The Tesla billionaire will try to radically shrink the inefficient state, slash red tape, and cut trillions of dollars of wasteful spending.
Never has the intellectual divide between political leaders on each side of the Atlantic been greater.
And nothing better symbolises this chasm separating Keir Starmer’s Labour and Donald Trump’s Republicans than Trump’s choice of hi-tech billionaire Elon Musk to be his efficiency tsar.
Since taking office in July, the Labour Party have been intent on expanding the bloated British state. You just need to look at the details of the eye-watering tax hike of £40billion in the Budget, the huge injection of £22.4billion into the NHS, and the creation of additional quangos.
The contrast couldn’t be any starker. Not only has Mr Trump tasked Musk but also appointed pharma and tech pioneer Vivek Ramaswamy, to head a new Department of Government Efficiency (DoGE). Both have already trumpeted their ambition to wipe $2trillion from the cost of running the US federal government. Word has travelled at lightning pace as Mr Musk declared on his social media channel X that there was no threat to democracy but is to be a direct attack on bureaucracy and America’s big spending state.

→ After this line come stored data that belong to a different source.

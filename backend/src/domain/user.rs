//! User account records as stored by the remote gateway.
//!
//! Passwords arrive pre-hashed; this layer stores and returns the hash
//! verbatim and never inspects it.

use std::fmt;

/// Validation errors returned by [`NewUser::try_new`].
#[derive(Debug, Clone, PartialEq, Eq)]
pub enum UserValidationError {
    /// Username was missing or blank once trimmed.
    EmptyUsername,
    /// Password hash was empty.
    EmptyPasswordHash,
}

impl fmt::Display for UserValidationError {
    fn fmt(&self, f: &mut fmt::Formatter<'_>) -> fmt::Result {
        match self {
            Self::EmptyUsername => write!(f, "username must not be empty"),
            Self::EmptyPasswordHash => write!(f, "password hash must not be empty"),
        }
    }
}

impl std::error::Error for UserValidationError {}

/// A user account to insert.
///
/// ## Invariants
/// - `username` is trimmed and non-empty; it is the natural key.
/// - `password_hash` is non-empty and stored exactly as provided.
///
/// # Examples
/// ```
/// use hydraulic_store::domain::NewUser;
///
/// let user = NewUser::try_new(" ada ", "$argon2id$...", "Ada Lovelace")
///     .unwrap()
///     .with_email("ada@example.test");
/// assert_eq!(user.username(), "ada");
/// assert_eq!(user.email(), Some("ada@example.test"));
/// ```
#[derive(Debug, Clone, PartialEq, Eq)]
pub struct NewUser {
    username: String,
    password_hash: String,
    display_name: String,
    email: Option<String>,
}

impl NewUser {
    /// Validate and construct a new user record.
    pub fn try_new(
        username: &str,
        password_hash: impl Into<String>,
        display_name: impl Into<String>,
    ) -> Result<Self, UserValidationError> {
        let normalized = username.trim();
        if normalized.is_empty() {
            return Err(UserValidationError::EmptyUsername);
        }
        let password_hash = password_hash.into();
        if password_hash.is_empty() {
            return Err(UserValidationError::EmptyPasswordHash);
        }
        Ok(Self {
            username: normalized.to_owned(),
            password_hash,
            display_name: display_name.into(),
            email: None,
        })
    }

    /// Attach an optional contact email.
    #[must_use]
    pub fn with_email(mut self, email: impl Into<String>) -> Self {
        self.email = Some(email.into());
        self
    }

    /// Natural key.
    pub fn username(&self) -> &str {
        self.username.as_str()
    }

    /// Caller-provided password hash.
    pub fn password_hash(&self) -> &str {
        self.password_hash.as_str()
    }

    /// Display name.
    pub fn display_name(&self) -> &str {
        self.display_name.as_str()
    }

    /// Optional email.
    pub fn email(&self) -> Option<&str> {
        self.email.as_deref()
    }
}

/// A user account read back from the store.
#[derive(Debug, Clone, PartialEq, Eq)]
pub struct UserRecord {
    /// Natural key.
    pub username: String,
    /// Stored password hash.
    pub password_hash: String,
    /// Display name.
    pub display_name: String,
    /// Email, absent for accounts created before the column existed.
    pub email: Option<String>,
}

#[cfg(test)]
mod tests {
    use rstest::rstest;

    use super::*;

    #[rstest]
    #[case::blank("   ", "hash", UserValidationError::EmptyUsername)]
    #[case::empty_hash("ada", "", UserValidationError::EmptyPasswordHash)]
    fn rejects_invalid_inputs(
        #[case] username: &str,
        #[case] hash: &str,
        #[case] expected: UserValidationError,
    ) {
        let error = NewUser::try_new(username, hash, "Ada").expect_err("invalid");
        assert_eq!(error, expected);
    }

    #[test]
    fn email_defaults_to_absent() {
        let user = NewUser::try_new("ada", "hash", "Ada").expect("valid user");
        assert!(user.email().is_none());
    }
}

Yet, in the UK the Labour Government is set on a course of adding to its spending rather than cutting costs. The British state now spends a mind-boggling 44 per cent – up 5 per cent since the pandemic – of the £2.7trillion annual output of the UK economy.
Rachel Reeves, the Chancellor, a self-confessed admirer of the US, has an opportunity as head of the UK Treasury to follow suit and embrace a new world of efficiency. Just imagine the positive impact in the City if she decided to lay credible plans similar in proportion to those announced by Mr Trump.
There is no doubt that Britain is desperately in need of its own Elon Musk-type efficiency tsar. It would certainly change attitudes. If the US Department of Government Efficiency achieves $2trillion of savings without damaging outcomes, then the debate on the depth of public services will change at the next UK election.
Any efficiency here would start by dismantling Labour’s plans for new quangos and organisations which do little more than mimic bureaucracies and other government affiliations which already exist.
These include the new “Border Security Command” which is duplicating work done by the immigration and security services and the National Crime Agency; and “Skills England” which is doubling up on work being done by private sector trade organisations and trades unions.
The list goes on. Labour’s plans for an Industrial Strategy Council and a National Infrastructure and Service Transformation Authority, despite their elaborate and grandiose names, will simply add more red tape and wage bills, increasing the size of the state rather than improving productivity.
Across government, budgets have exploded over the last decade. The NHS which consumed £144billion in 2016 is now projected to cost £277billion in the current fiscal year. Education spending has climbed from £102billion to £146billion over the same period. The nation’s welfare bill has rocketed from £240billion to £379billion. And the Transport budget has gone from £29billion to £66billion. Staggering sums of money all round.
Still, no one can say that state services have improved – in fact, quite the reverse. Anyone seeking to claim “Pension Credit”, following the Chancellor’s brutal assault on the winter fuel allowance for pensioners, can testify for that.
If we had our own Musk to drive efficiency and better productivity in the public sector the red tape and bureaucracy would be peeled away without the unions being indulged. We were shown what could be achieved when, as Prime Minister, Boris Johnson appointed a vaccine tsar (Dame Kate Bingham) who harnessed the efficiency of the private sector to enable the NHS to produce Covid-19 vaccines in record time.
It says everything about Labour’s approach that British pharma giant AstraZeneca, which developed the Oxford Covid-19 vaccine, has just announced it is to plough a record £2.7billion of research and development expenditure into the US rather than the UK.
Only by having the willpower to challenge the inefficiency of the state will there be belief in it being shrunk to manageable levels.
That would create a more agile and productive nation. It is so needed.